Par ailleurs, lesdites terres «ont été classées comme zones à risque sécuritaire élevé par le comité interministériel ad hoc chargé de procéder à l’audit foncier et à l’examen des titres fonciers dans les zones à risques du Cameroun», a-t-il ajouté.
Comme on pouvait s’y attendre, cette sortie a provoqué l’ire de la communauté Emveng qui depuis des années, crie à la spoliation. Dans un communiqué rendu public dans la foulée, elle s’est aussi prêtée au jeu des arguments. Selon elle, tout remonte à l’époque coloniale, lorsque par l’Arrêté n°36 du 15 février 1941, une superficie de 83 hectares et 90 ares a été classée dans le domaine privé du Territoire du Cameroun Français par le Gouverneur Pierre Cournarie. Cette superficie a fait l’objet d’une répartition bien précise.
Ainsi, 6 hectares 15 ares ont été attribués à l’Ambassade de France.
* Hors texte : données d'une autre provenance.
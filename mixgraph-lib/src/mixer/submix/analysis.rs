//! State a submix shares with control threads: buffer listeners, the
//! recording store, the spectrum analyzer and published envelope values.
//!
//! Each concern sits behind its own mutex. The render thread holds these locks
//! only for short copies, and takes the analyzer lock with `try_lock` so a
//! busy analyzer costs one skipped analysis instead of a stall.

use std::sync::{Arc, Mutex, TryLockError};

use crate::dsp::buffer::downmix_to_mono;
use crate::dsp::spectrum::SpectrumAnalyzer;
use crate::mixer::types::{RenderContext, SubmixId};

/// Receives every buffer a submix renders.
///
/// Called on the render thread. Implementations must not block for long and
/// must not assume a particular thread.
pub trait SubmixBufferListener: Send + Sync {
    fn on_new_submix_buffer(
        &self,
        owner: SubmixId,
        samples: &[f32],
        channels: usize,
        sample_rate: u32,
        audio_clock: f64,
    );
}

/// Audio captured between `start_recording` and `stop_recording`.
#[derive(Debug, Clone, Default, PartialEq)]
pub struct RecordedAudio {
    pub samples: Vec<f32>,
    pub channels: usize,
    pub sample_rate: u32,
}

impl RecordedAudio {
    pub fn frames(&self) -> usize {
        self.samples.len() / self.channels.max(1)
    }

    pub fn duration_seconds(&self) -> f64 {
        self.frames() as f64 / self.sample_rate.max(1) as f64
    }
}

#[derive(Debug, Default)]
struct Recording {
    active: bool,
    audio: RecordedAudio,
}

/// Cross-thread state of one submix.
#[derive(Default)]
pub struct SubmixShared {
    listeners: Mutex<Vec<Arc<dyn SubmixBufferListener>>>,
    recording: Mutex<Recording>,
    analyzer: Mutex<Option<SpectrumAnalyzer>>,
    envelope: Mutex<Vec<f32>>,
}

impl SubmixShared {
    pub fn add_listener(&self, listener: Arc<dyn SubmixBufferListener>) {
        if let Ok(mut listeners) = self.listeners.lock() {
            if !listeners.iter().any(|l| Arc::ptr_eq(l, &listener)) {
                listeners.push(listener);
            }
        }
    }

    pub fn remove_listener(&self, listener: &Arc<dyn SubmixBufferListener>) -> bool {
        let Ok(mut listeners) = self.listeners.lock() else {
            return false;
        };
        let before = listeners.len();
        listeners.retain(|l| !Arc::ptr_eq(l, listener));
        listeners.len() != before
    }

    pub fn listener_count(&self) -> usize {
        self.listeners.lock().map(|l| l.len()).unwrap_or(0)
    }

    /// Start capturing, discarding any previous capture. `reserve` samples
    /// are allocated up front.
    pub fn start_recording(&self, channels: usize, sample_rate: u32, reserve: usize) {
        if let Ok(mut recording) = self.recording.lock() {
            recording.active = true;
            recording.audio = RecordedAudio {
                samples: Vec::with_capacity(reserve),
                channels,
                sample_rate,
            };
        }
    }

    /// Stop capturing and hand the captured audio to the caller.
    pub fn stop_recording(&self) -> RecordedAudio {
        match self.recording.lock() {
            Ok(mut recording) => {
                recording.active = false;
                std::mem::take(&mut recording.audio)
            }
            Err(_) => RecordedAudio::default(),
        }
    }

    pub fn is_recording(&self) -> bool {
        self.recording.lock().map(|r| r.active).unwrap_or(false)
    }

    pub fn set_analyzer(&self, analyzer: Option<SpectrumAnalyzer>) {
        if let Ok(mut slot) = self.analyzer.lock() {
            *slot = analyzer;
        }
    }

    pub fn has_analyzer(&self) -> bool {
        self.analyzer.lock().map(|a| a.is_some()).unwrap_or(false)
    }

    pub fn spectrum_magnitudes(&self) -> Option<Vec<f32>> {
        let analyzer = self.analyzer.lock().ok()?;
        analyzer.as_ref()?.magnitudes().map(|m| m.to_vec())
    }

    pub fn band_magnitude(&self, hz: f32) -> Option<f32> {
        let analyzer = self.analyzer.lock().ok()?;
        analyzer.as_ref().map(|a| a.band_magnitude(hz))
    }

    pub fn envelope_values(&self) -> Vec<f32> {
        self.envelope.lock().map(|e| e.clone()).unwrap_or_default()
    }

    pub(crate) fn clear_envelope(&self) {
        if let Ok(mut envelope) = self.envelope.lock() {
            envelope.clear();
        }
    }

    // Render-thread side.

    pub(crate) fn append_recording(&self, samples: &[f32]) {
        if let Ok(mut recording) = self.recording.lock() {
            if recording.active {
                recording.audio.samples.extend_from_slice(samples);
            }
        }
    }

    /// Feed the analyzer if it is enabled and free. Returns `false` when the
    /// analyzer was busy and this buffer was skipped.
    pub(crate) fn analyze(&self, samples: &[f32], channels: usize, mono: &mut Vec<f32>) -> bool {
        let mut guard = match self.analyzer.try_lock() {
            Ok(guard) => guard,
            Err(TryLockError::WouldBlock) | Err(TryLockError::Poisoned(_)) => return false,
        };
        let Some(analyzer) = guard.as_mut() else {
            return true;
        };
        downmix_to_mono(samples, channels, mono);
        analyzer.push_audio(mono);
        analyzer.perform_analysis_if_possible();
        true
    }

    pub(crate) fn publish_envelope(&self, values: &[f32]) {
        if let Ok(mut envelope) = self.envelope.lock() {
            envelope.clear();
            envelope.extend_from_slice(values);
        }
    }

    pub(crate) fn notify_listeners(&self, owner: SubmixId, samples: &[f32], ctx: &RenderContext) {
        let Ok(listeners) = self.listeners.lock() else {
            return;
        };
        for listener in listeners.iter() {
            listener.on_new_submix_buffer(
                owner,
                samples,
                ctx.channels,
                ctx.sample_rate,
                ctx.audio_clock,
            );
        }
    }
}

impl std::fmt::Debug for SubmixShared {
    fn fmt(&self, f: &mut std::fmt::Formatter<'_>) -> std::fmt::Result {
        f.debug_struct("SubmixShared")
            .field("listeners", &self.listener_count())
            .field("recording", &self.is_recording())
            .field("analyzer", &self.has_analyzer())
            .finish()
    }
}

#[cfg(test)]
mod tests {
    use super::*;
    use crate::dsp::spectrum::SpectrumSettings;
    use crate::mixer::types::RenderSettings;
    use std::sync::atomic::{AtomicUsize, Ordering};

    struct Counter(AtomicUsize);

    impl SubmixBufferListener for Counter {
        fn on_new_submix_buffer(&self, _: SubmixId, samples: &[f32], _: usize, _: u32, _: f64) {
            self.0.fetch_add(samples.len(), Ordering::SeqCst);
        }
    }

    fn ctx() -> RenderContext {
        RenderContext {
            sample_rate: 48_000,
            channels: 2,
            frames: 2,
            audio_clock: 0.0,
            settings: RenderSettings::default(),
        }
    }

    #[test]
    fn listeners_register_once_and_unregister() {
        let shared = SubmixShared::default();
        let counter = Arc::new(Counter(AtomicUsize::new(0)));
        let listener: Arc<dyn SubmixBufferListener> = counter.clone();
        shared.add_listener(listener.clone());
        shared.add_listener(listener.clone());
        assert_eq!(shared.listener_count(), 1);

        shared.notify_listeners(SubmixId(1), &[0.0; 4], &ctx());
        assert_eq!(counter.0.load(Ordering::SeqCst), 4);

        assert!(shared.remove_listener(&listener));
        assert!(!shared.remove_listener(&listener));
    }

    #[test]
    fn recording_only_captures_while_active() {
        let shared = SubmixShared::default();
        shared.append_recording(&[1.0, 1.0]);
        shared.start_recording(2, 48_000, 16);
        shared.append_recording(&[0.5, -0.5]);
        let audio = shared.stop_recording();
        shared.append_recording(&[2.0, 2.0]);
        assert_eq!(audio.samples, vec![0.5, -0.5]);
        assert_eq!(audio.frames(), 1);
        assert!(!shared.is_recording());
    }

    #[test]
    fn busy_analyzer_skips_buffer() {
        let shared = SubmixShared::default();
        shared.set_analyzer(Some(SpectrumAnalyzer::new(SpectrumSettings::default(), 48_000)));
        let mut mono = Vec::new();
        let guard = shared.analyzer.lock().unwrap();
        assert!(!shared.analyze(&[0.0; 4], 2, &mut mono));
        drop(guard);
        assert!(shared.analyze(&[0.0; 4], 2, &mut mono));
    }
}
Quant à l’autorité militaire, elle a bénéficié de 77 hectares 75 ares, précise la communauté Emveng. Sauf que, lors de l’établissement du titre foncier au profit de l’armée, ce sont plutôt 112 hectares, 78 ares, qui ont été pris en compte. C’est donc ce supplément de 35 hectares, 03 ares et 46 centiares qui fait depuis plus de 40 ans l’objet de revendications.
Cette querelle est parvenue aux oreilles du chef de l’Etat qui a instruit la mise sur pied d’un comité ad hoc d’enquêtes foncières. A en croire ce qui figure dans le manifeste publié par la communauté Emveng, l’action dudit comité va faciliter la prise de «l’arrêté n°036/Mindcaf/Cav/A010 du 22 août 2019, portant rectification du Titre Foncier n°3649/Mefou appartenant à l’Etat du Cameroun pour le ramener à sa base légale, reversant ainsi 35 hectares dans le domaine national tout en ouvrant la possibilité d’immatriculation au profit des propriétaires coutumiers légitimes».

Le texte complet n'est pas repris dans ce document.